1. Sara Beatriz Giudice | Estudante / São Paulo / SP
    20/02/2004 11:39

    Imagine a seguinte situação: A cônjuge superstite, era casada em segundas núpcias com o de cujus, que possuia quatro filhas: duas resultantes de suas primeiras núpcias e duas resultantes das segundas. Quando do falecimento de sua primeira esposa, o de cujus, viu seus bens serem regidos pelas disposições (infeliz!) do Condomínio Ideal. Este, procurou através da adequada ação promover a devida separação de seus bens com os bens herdados pelas filhas (primeiras núpcias), sem no entanto lograr êxito.
    Quando de seu falecimento, sua cônjuge e também as filhas (segundas núpcias) herdaram um patrimônio consideralvel, porém, em Condomínio Ideal. Não acredita-se haver possibilidade de acordo para a divisão dos bens e as herdeiras não possuem comunicação alguma.

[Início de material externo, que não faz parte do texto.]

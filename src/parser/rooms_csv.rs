use crate::error::{Result, SchedulerError};
use crate::types::Room;
use std::collections::HashSet;
use std::fs;
use std::path::Path;

/// Split one CSV line, honoring double-quoted fields ("" escapes a quote).
/// Building addresses contain commas, so naive splitting is not enough.
fn split_csv_line(line: &str) -> Vec<String> {
    let mut fields = Vec::new();
    let mut current = String::new();
    let mut in_quotes = false;
    let mut chars = line.chars().peekable();

    while let Some(c) = chars.next() {
        match c {
            '"' if in_quotes && chars.peek() == Some(&'"') => {
                current.push('"');
                chars.next();
            }
            '"' => in_quotes = !in_quotes,
            ',' if !in_quotes => {
                fields.push(current.trim().to_string());
                current.clear();
            }
            _ => current.push(c),
        }
    }
    fields.push(current.trim().to_string());
    fields
}

/// Load the rooms table from a CSV file with columns
/// `name,capacity,address,is_special`
pub fn load_rooms_csv(path: &Path) -> Result<Vec<Room>> {
    let path_str = path.display().to_string();
    let content = fs::read_to_string(path).map_err(|e| SchedulerError::FileRead {
        path: path_str.clone(),
        source: e,
    })?;

    let mut lines = content.lines().enumerate();
    let header = loop {
        match lines.next() {
            Some((_, line)) if line.trim().is_empty() => continue,
            Some((_, line)) => break split_csv_line(line),
            None => return Err(SchedulerError::NoRooms.into()),
        }
    };

    let column = |name: &str| header.iter().position(|h| h.eq_ignore_ascii_case(name));
    let name_col = column("name").ok_or_else(|| SchedulerError::RoomsParse {
        file: path_str.clone(),
        line: 1,
        message: "missing 'name' column".to_string(),
    })?;
    let capacity_col = column("capacity").ok_or_else(|| SchedulerError::RoomsParse {
        file: path_str.clone(),
        line: 1,
        message: "missing 'capacity' column".to_string(),
    })?;
    let address_col = column("address").ok_or_else(|| SchedulerError::RoomsParse {
        file: path_str.clone(),
        line: 1,
        message: "missing 'address' column".to_string(),
    })?;
    let special_col = column("is_special");

    let mut rooms = Vec::new();
    for (line_no, line) in lines {
        if line.trim().is_empty() {
            continue;
        }
        let fields = split_csv_line(line);
        let field = |col: usize| fields.get(col).map(|s| s.as_str()).unwrap_or("");

        let name = field(name_col).to_string();
        if name.is_empty() {
            continue;
        }
        let capacity_str = field(capacity_col);
        let capacity = if capacity_str.is_empty() {
            0
        } else {
            capacity_str
                .parse::<u32>()
                .map_err(|e| SchedulerError::RoomsParse {
                    file: path_str.clone(),
                    line: line_no + 1,
                    message: format!("bad capacity '{capacity_str}': {e}"),
                })?
        };
        let is_special = special_col
            .map(|col| field(col).eq_ignore_ascii_case("true"))
            .unwrap_or(false);

        rooms.push(Room {
            name,
            capacity,
            address: field(address_col).to_string(),
            is_special,
        });
    }

    if rooms.is_empty() {
        return Err(SchedulerError::NoRooms.into());
    }
    Ok(rooms)
}

/// Load a one-column CSV of base group names (forced second shift, dead
/// groups). Accepts either a `name` or a `group` header.
pub fn load_group_list_csv(path: &Path) -> Result<HashSet<String>> {
    let path_str = path.display().to_string();
    let content = fs::read_to_string(path).map_err(|e| SchedulerError::FileRead {
        path: path_str,
        source: e,
    })?;

    let mut out = HashSet::new();
    let mut lines = content.lines();
    let Some(header) = lines.next() else {
        return Ok(out);
    };
    let header_fields = split_csv_line(header);
    let column = header_fields
        .iter()
        .position(|h| h.eq_ignore_ascii_case("name") || h.eq_ignore_ascii_case("group"))
        .unwrap_or(0);

    for line in lines {
        if line.trim().is_empty() {
            continue;
        }
        let fields = split_csv_line(line);
        if let Some(value) = fields.get(column) {
            if !value.is_empty() {
                out.insert(value.clone());
            }
        }
    }
    Ok(out)
}

#[cfg(test)]
mod tests {
    use super::*;

    #[test]
    fn test_split_plain_line() {
        assert_eq!(split_csv_line("a,b,c"), vec!["a", "b", "c"]);
    }

    #[test]
    fn test_split_quoted_address() {
        assert_eq!(
            split_csv_line(r#"112,"ул. Жангир хана, 51/4",30"#),
            vec!["112", "ул. Жангир хана, 51/4", "30"]
        );
    }

    #[test]
    fn test_split_escaped_quote() {
        assert_eq!(split_csv_line(r#""say ""hi""",x"#), vec![r#"say "hi""#, "x"]);
    }

    #[test]
    fn test_load_rooms_round_trip() {
        let dir = std::env::temp_dir().join("course-scheduler-rooms-test");
        std::fs::create_dir_all(&dir).unwrap();
        let path = dir.join("rooms.csv");
        std::fs::write(
            &path,
            "name,capacity,address,is_special\n\
             101,30,\"ул. Чапаева 69\",false\n\
             Спорт зал,120,\"ул. Чапаева 69\",true\n",
        )
        .unwrap();

        let rooms = load_rooms_csv(&path).unwrap();
        assert_eq!(rooms.len(), 2);
        assert_eq!(rooms[0].name, "101");
        assert_eq!(rooms[0].capacity, 30);
        assert_eq!(rooms[0].address, "ул. Чапаева 69");
        assert!(!rooms[0].is_special);
        assert!(rooms[1].is_special);
    }

    #[test]
    fn test_empty_rooms_table_is_fatal() {
        let dir = std::env::temp_dir().join("course-scheduler-rooms-empty");
        std::fs::create_dir_all(&dir).unwrap();
        let path = dir.join("rooms.csv");
        std::fs::write(&path, "name,capacity,address,is_special\n").unwrap();
        assert!(load_rooms_csv(&path).is_err());
    }
}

Há um "litígio particular"entre as partes.
    Ante os exposto, dispondo as filhas (primeiras núpcias) de 60% (sessenta por cento) do patrimônio total em Condomínio, enquanto a cônjuge e suas filhas (segundas núpcias) detém apenas 40% (quarenta por cento), resta a dúvida: Quem terá o direito à administração dos bens, uma vez que é completamente impossível uma administração bipartida de bem indivisível? A Inventariante (com 40% dos bens) ou as filhas detentoras de 60%?

    Mensagem inadequada
  2. Zenaide | func. pública / Osasco-SP
    24/02/2004 14:30

    Prezada Sara

    A lei que rege o caso e tela é a do condomínio.
    Nenhuma das partes é obrigada a aceitar que a outra administre, tem que haver consenso, por isso, se não há, o certo seria que elas colocassem um terceiro(art. 1323 CC) para administrar os bens, ex. uma imobiliária. Com isso, subtraindo a comissão da adminstradora, o restante seria dividido em proporções(40 e 60 por cento).